::: RECORDS SHOWN :::

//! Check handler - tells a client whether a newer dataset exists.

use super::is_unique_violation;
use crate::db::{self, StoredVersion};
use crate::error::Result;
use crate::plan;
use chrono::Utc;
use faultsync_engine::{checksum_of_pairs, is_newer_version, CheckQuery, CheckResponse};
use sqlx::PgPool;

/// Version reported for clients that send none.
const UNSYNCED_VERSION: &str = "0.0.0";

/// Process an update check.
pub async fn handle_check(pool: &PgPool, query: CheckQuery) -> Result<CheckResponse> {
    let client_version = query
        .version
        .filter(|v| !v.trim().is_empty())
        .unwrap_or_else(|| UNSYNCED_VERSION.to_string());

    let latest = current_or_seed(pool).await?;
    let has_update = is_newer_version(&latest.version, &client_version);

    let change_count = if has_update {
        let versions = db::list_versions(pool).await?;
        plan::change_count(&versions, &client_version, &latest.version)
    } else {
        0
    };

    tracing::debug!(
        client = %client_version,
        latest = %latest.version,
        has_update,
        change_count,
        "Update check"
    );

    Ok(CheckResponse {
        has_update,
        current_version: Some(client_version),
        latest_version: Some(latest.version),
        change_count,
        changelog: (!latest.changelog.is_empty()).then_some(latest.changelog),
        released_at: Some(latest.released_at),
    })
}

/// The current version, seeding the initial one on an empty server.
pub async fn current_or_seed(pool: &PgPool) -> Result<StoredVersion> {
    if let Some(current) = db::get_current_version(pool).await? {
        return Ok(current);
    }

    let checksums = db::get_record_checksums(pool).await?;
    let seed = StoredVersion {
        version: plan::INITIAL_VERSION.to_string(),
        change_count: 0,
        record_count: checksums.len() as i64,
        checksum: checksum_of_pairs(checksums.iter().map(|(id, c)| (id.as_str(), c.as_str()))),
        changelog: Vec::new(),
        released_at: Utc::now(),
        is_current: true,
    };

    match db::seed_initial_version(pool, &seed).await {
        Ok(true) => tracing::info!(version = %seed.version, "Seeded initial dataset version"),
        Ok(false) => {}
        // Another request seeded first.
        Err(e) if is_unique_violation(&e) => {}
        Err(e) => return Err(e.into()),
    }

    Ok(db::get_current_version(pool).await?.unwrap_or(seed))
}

:::

_INSTRUCTIONS FOR THE TASK_: Everything from the first line of the records through the line holding "that send none." is to be transcribed exactly; leave out all other lines.

_ANSWER SPACE_:
//! Check handler - tells a client whether a newer dataset exists.

use super::is_unique_violation;
use crate::db::{self, StoredVersion};
use crate::error::Result;
use crate::plan;
use chrono::Utc;
use faultsync_engine::{checksum_of_pairs, is_newer_version, CheckQuery, CheckResponse};
use sqlx::PgPool;

/// Version reported for clients that send none.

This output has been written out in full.